神殺しのクロノスタシス7〜前編〜

別に良いじゃん。魔導師だろうと何だろうと。

「俺は魔導師だけど、連れは…」

「青いカードだよー」

まだ何も気づいていないベリクリーデは、青色のカードを掲げて見せた。

それを見た途端、ホテルマンの顔色が曇った。

「…そうですか」

「で、部屋は?空いてる?」

「申し訳ありませんが、本日はもう満室で…」

…出た。やっぱり。

「なぁ、それ嘘だよな?」

さすがに、俺だって気づくぞ。

「えっ…」

「本当は空いてるんだよな?何が問題だ?俺とベリクリーデ…連れの証明書の色が違うのが問題なのか?」

「…」

「まさか、魔導師と非魔導師の組み合わせは客として受け付けてないってことか?」

これまで散々断られたせいで、思わず口調が荒くなってしまった。

俺が、突然高圧的な態度に出たせいか。

ホテルマンは少し驚いて、それから、あろうことか…。

「…魔導師のお客様だけでしたら、全然問題ないんですけどね」

謝るどころか、向こうも逆ギレしたらしく。

横柄な態度で、忌々しそうにベリクリーデを睨んだ。

「当ホテルは、例え魔導師のお連れ様だろうと、『青カード』は泊めないことになってるんです」

「…『青カード』…?」

「その汚い色のカードのことですよ」

顎をシャクって、ベリクリーデの証明書を指した。

「…?青色、汚いの?綺麗な色だよ?」

その通りだ、ベリクリーデ。
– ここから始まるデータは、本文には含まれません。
//! Time abstraction for the pipeline.
//!
//! Every "now" read inside the engine goes through [`Clock`] so the same
//! throttling and minimum-hold logic computes against wall time in live mode
//! and against simulated time under replay. Nothing in the pipeline calls
//! `Utc::now()` directly.

use std::sync::atomic::{AtomicI64, Ordering};

use chrono::Utc;

/// Source of the current time in epoch milliseconds.
pub trait Clock: Send + Sync {
    fn now_ms(&self) -> i64;
}

/// Real wall clock for live trading.
pub struct SystemClock;

impl SystemClock {
    pub fn new() -> Self {
        Self
    }
}

impl Default for SystemClock {
    fn default() -> Self {
        Self::new()
    }
}

impl Clock for SystemClock {
    fn now_ms(&self) -> i64 {
        Utc::now().timestamp_millis()
    }
}

/// Clock advanced explicitly by the replay coordinator (and by tests).
/// Never moves backwards.
pub struct VirtualClock {
    now_ms: AtomicI64,
}

impl VirtualClock {
    pub fn new(start_ms: i64) -> Self {
        Self {
            now_ms: AtomicI64::new(start_ms),
        }
    }

    /// Advance to `ts_ms` if it is ahead of the current simulated time.
    pub fn advance_to(&self, ts_ms: i64) {
        self.now_ms.fetch_max(ts_ms, Ordering::SeqCst);
    }
}

impl Clock for VirtualClock {
    fn now_ms(&self) -> i64 {
        self.now_ms.load(Ordering::SeqCst)
    }
}
//! Order flow detection: resting-order walls, absorption, and failed auctions.
//!
//! Wall lifecycle per side, per instrument:
//! NO_WALL -> WALL_ACTIVE -> (BROKEN | GONE) -> NO_WALL
//!
//! A wall registers when the largest visible level on one side dwarfs the
//! mean of the remaining levels (`big_wall_ratio`). Traded volume at the
//! wall price accumulates toward absorption events. A wall whose ratio
//! condition stops holding exits as BROKEN when price has traded through it
//! (recorded, reclaim-eligible) or as GONE when it merely faded (no record).
//! A broken wall older than `min_wall_durability_sec` that price re-crosses
//! in the opposite direction of the break fires exactly one failed-auction
//! candidate.

use std::collections::VecDeque;

use tracing::{debug, info};

use crate::config::EngineConfig;
use crate::types::{BookSide, CandidateSignal, DepthLevel, SignalKind, Tick};

/// An active wall on one side of the book. Replaced or cleared on price
/// changes, never mutated in place across a price change.
#[derive(Debug, Clone)]
pub struct WallState {
    pub price: f64,
    pub qty: u64,
    pub created_at_ms: i64,
    /// Volume traded at the wall price since the last absorption event.
    pub tested_volume: u64,
    /// Set once a trade prints through the wall price while it is active.
    traded_through: bool,
}

/// A wall that disappeared because price traded through it.
#[derive(Debug, Clone)]
pub struct BrokenWall {
    pub price: f64,
    pub side: BookSide,
    pub broken_at_ms: i64,
    /// Seconds the wall existed before breaking.
    pub durability_sec: f64,
    /// False once this record has fired a reclaim candidate.
    pub active: bool,
}

/// Transitions and events produced while consuming one tick.
#[derive(Debug, Clone)]
pub enum FlowEvent {
    WallDetected {
        side: BookSide,
        price: f64,
        qty: u64,
    },
    /// Same price, larger size: the wall was topped up, not replaced.
    WallReload {
        side: BookSide,
        price: f64,
        qty: u64,
    },
    Absorption {
        side: BookSide,
        price: f64,
        absorbed_qty: u64,
    },
    WallBroken {
        side: BookSide,
        price: f64,
        durability_sec: f64,
    },
    /// Ratio stopped holding without a trade-through; nothing recorded.
    WallFaded {
        side: BookSide,
        price: f64,
    },
    FailedAuction(CandidateSignal),
}

/// Per-instrument wall/absorption/reclaim state machine.
#[derive(Debug)]
pub struct OrderFlowDetector {
    instrument: String,
    big_wall_ratio: f64,
    absorption_min_qty: u64,
    min_wall_durability_ms: i64,
    history_cap: usize,
    bid_wall: Option<WallState>,
    ask_wall: Option<WallState>,
    broken: VecDeque<BrokenWall>,
}

impl OrderFlowDetector {
    pub fn new(instrument: &str, config: &EngineConfig) -> Self {
        Self {
            instrument: instrument.to_string(),
            big_wall_ratio: config.big_wall_ratio,
            absorption_min_qty: config.absorption_min_qty,
            min_wall_durability_ms: config.min_wall_durability_sec * 1000,
            history_cap: config.broken_wall_history,
            bid_wall: None,
            ask_wall: None,
            broken: VecDeque::new(),
        }
    }

    pub fn wall(&self, side: BookSide) -> Option<&WallState> {
        match side {
            BookSide::Bid => self.bid_wall.as_ref(),
            BookSide::Ask => self.ask_wall.as_ref(),
        }
    }

    pub fn broken_walls(&self) -> &VecDeque<BrokenWall> {
        &self.broken
    }

    /// Drop all wall state for this instrument. Used on state corruption.
    pub fn reset(&mut self) {
        self.bid_wall = None;
        self.ask_wall = None;
        self.broken.clear();
    }

    /// Consume one tick: update absorption and trade-through state from the
    /// trade print, check broken walls for reclaims, then re-evaluate both
    /// book sides against the current snapshot.
    pub fn on_tick(&mut self, tick: &Tick, now_ms: i64) -> Vec<FlowEvent> {
        let mut events = Vec::new();

        if tick.is_trade() {
            self.apply_trade(tick, &mut events);
            self.check_reclaims(tick, now_ms, &mut events);
        }

        self.evaluate_side(BookSide::Bid, &tick.bids, now_ms, &mut events);
        self.evaluate_side(BookSide::Ask, &tick.asks, now_ms, &mut events);

        events
    }

    fn apply_trade(&mut self, tick: &Tick, events: &mut Vec<FlowEvent>) {
        let absorption_min = self.absorption_min_qty;
        let instrument = self.instrument.clone();

        for (side, wall) in [
            (BookSide::Bid, self.bid_wall.as_mut()),
            (BookSide::Ask, self.ask_wall.as_mut()),
        ] {
            let Some(wall) = wall else { continue };

            let through = match side {
                BookSide::Bid => tick.price < wall.price,
                BookSide::Ask => tick.price > wall.price,
            };
            if through {
                wall.traded_through = true;
            }

            // Absorption accumulates only on trades exactly at the wall.
            if (tick.price - wall.price).abs() < f64::EPSILON {
                wall.tested_volume += tick.qty;
                if wall.tested_volume > absorption_min {
                    let absorbed = wall.tested_volume;
                    wall.tested_volume = 0;
                    info!(
                        "ABSORPTION_{} [{}]: {} absorbed at {:.2}",
                        side, instrument, absorbed, wall.price
                    );
                    events.push(FlowEvent::Absorption {
                        side,
                        price: wall.price,
                        absorbed_qty: absorbed,
                    });
                }
            }
        }
    }

    fn check_reclaims(&mut self, tick: &Tick, now_ms: i64, events: &mut Vec<FlowEvent>) {
        let min_age = self.min_wall_durability_ms;
        for bw in self.broken.iter_mut().filter(|b| b.active) {
            if now_ms - bw.broken_at_ms < min_age {
                continue;
            }
            let reclaimed = match bw.side {
                // A bid-wall break is reclaimed when price rises back above it.
                BookSide::Bid => tick.price > bw.price,
                BookSide::Ask => tick.price < bw.price,
            };
            if reclaimed {
                bw.active = false;
                let kind = match bw.side {
                    BookSide::Bid => SignalKind::FailedAuctionBuy,
                    BookSide::Ask => SignalKind::FailedAuctionSell,
                };
                info!(
                    "{} [{}]: reclaimed {:.2} wall at {:.2}",
                    kind, self.instrument, bw.price, tick.price
                );
                events.push(FlowEvent::FailedAuction(CandidateSignal {
                    instrument: self.instrument.clone(),
                    kind,
                    price: tick.price,
                    wall_price: bw.price,
                    ts_ms: tick.ts_ms,
                }));
            }
        }
    }

    fn evaluate_side(
        &mut self,
        side: BookSide,
        levels: &[DepthLevel],
        now_ms: i64,
        events: &mut Vec<FlowEvent>,
    ) {
        let candidate = find_wall_level(levels, self.big_wall_ratio);
        let existing = match side {
            BookSide::Bid => self.bid_wall.take(),
            BookSide::Ask => self.ask_wall.take(),
        };

        let next = match (existing, candidate) {
            (None, None) => None,
            (None, Some(level)) => {
                info!(
                    "WALL [{}]: {} {}@{:.2}",
                    self.instrument, side, level.qty, level.price
                );
                events.push(FlowEvent::WallDetected {
                    side,
                    price: level.price,
                    qty: level.qty,
                });
                Some(WallState {
                    price: level.price,
                    qty: level.qty,
                    created_at_ms: now_ms,
                    tested_volume: 0,
                    traded_through: false,
                })
            }
            (Some(wall), Some(level)) if (wall.price - level.price).abs() < f64::EPSILON => {
                // Same price: a larger size is a reload, not a new wall.
                if level.qty > wall.qty {
                    debug!(
                        "WALL RELOAD [{}]: {} {:.2} {} -> {}",
                        self.instrument, side, wall.price, wall.qty, level.qty
                    );
                    events.push(FlowEvent::WallReload {
                        side,
                        price: level.price,
                        qty: level.qty,
                    });
                }
                Some(WallState {
                    qty: level.qty,
                    ..wall
                })
            }
            (Some(_), Some(level)) => {
                // Different price: implicit cancellation of the old wall,
                // never a break.
                info!(
                    "WALL [{}]: {} moved to {}@{:.2}",
                    self.instrument, side, level.qty, level.price
                );
                events.push(FlowEvent::WallDetected {
                    side,
                    price: level.price,
                    qty: level.qty,
                });
                Some(WallState {
                    price: level.price,
                    qty: level.qty,
                    created_at_ms: now_ms,
                    tested_volume: 0,
                    traded_through: false,
                })
            }
            (Some(wall), None) => {
                if wall.traded_through {
                    let durability_sec = (now_ms - wall.created_at_ms) as f64 / 1000.0;
                    info!(
                        "WALL BROKEN [{}]: {} {:.2} after {:.1}s",
                        self.instrument, side, wall.price, durability_sec
                    );
                    events.push(FlowEvent::WallBroken {
                        side,
                        price: wall.price,
                        durability_sec,
                    });
                    self.broken.push_back(BrokenWall {
                        price: wall.price,
                        side,
                        broken_at_ms: now_ms,
                        durability_sec,
                        active: true,
                    });
                    while self.broken.len() > self.history_cap {
                        self.broken.pop_front();
                    }
                } else {
                    debug!(
                        "WALL FADED [{}]: {} {:.2}",
                        self.instrument, side, wall.price
                    );
                    events.push(FlowEvent::WallFaded {
                        side,
                        price: wall.price,
                    });
                }
                None
            }
        };

        match side {
            BookSide::Bid => self.bid_wall = next,
            BookSide::Ask => self.ask_wall = next,
        }
    }
}

/// Pick the wall level of one book side: the largest level, if it is at
/// least `ratio` times the mean of the remaining levels. Needs two or more
/// levels; a lone order has nothing to dwarf.
fn find_wall_level(levels: &[DepthLevel], ratio: f64) -> Option<DepthLevel> {
    if levels.len() < 2 {
        return None;
    }
    let max = levels
        .iter()
        .copied()
        .max_by_key(|l| l.qty)
        .expect("non-empty levels");
    let rest_sum: u64 = levels
        .iter()
        .filter(|l| l.price != max.price)
        .map(|l| l.qty)
        .sum();
    let rest_count = levels.iter().filter(|l| l.price != max.price).count();
    if rest_count == 0 {
        return None;
    }
    let avg_others = rest_sum as f64 / rest_count as f64;
    if avg_others > 0.0 && max.qty as f64 / avg_others >= ratio {
        Some(max)
    } else {
        None
    }
}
俺もそう思うぞ。

爽やかな良い色じゃないか。

それなのに…。

「この近辺に、『青カード』なんか泊めるホテルはありませんよ。うろうろされるだけで迷惑なんですよね」

「何だと…?」

「『青カード』が出入りしてる姿を見られるだけで、風評被害なんです。とにかく、魔導師以外のお客様を泊めるつもりはありませんから」

さっさと出ていけ、とばかりに。

若いホテルマンは、再度顎をシャクってベリクリーデを睨んだ。

「…」

あからさまな敵意を向けられたベリクリーデは、しばし呆気に取られていたが。

自分が歓迎されていないことは、鈍いベリクリーデでも分かったのだろう。

「…ん」

と頷いて、ホテルから出ていった。

俺は、慌ててそれを追い掛けた。

「…ベリクリーデ…!大丈夫か?」

「うん、平気…」

…平気、な訳ないじゃん。あそこまで酷い侮辱を受けて。

…だけど、これではっきりした。

やっぱり、満室だから断られてた訳じゃないのだ。

問題は、ベリクリーデの証明書にあった。

…なんてことをしてしまったのだ。

ベリクリーデだって、本当は魔導師なのに。

俺が浅知恵を巡らせたばかりに、ベリクリーデが…。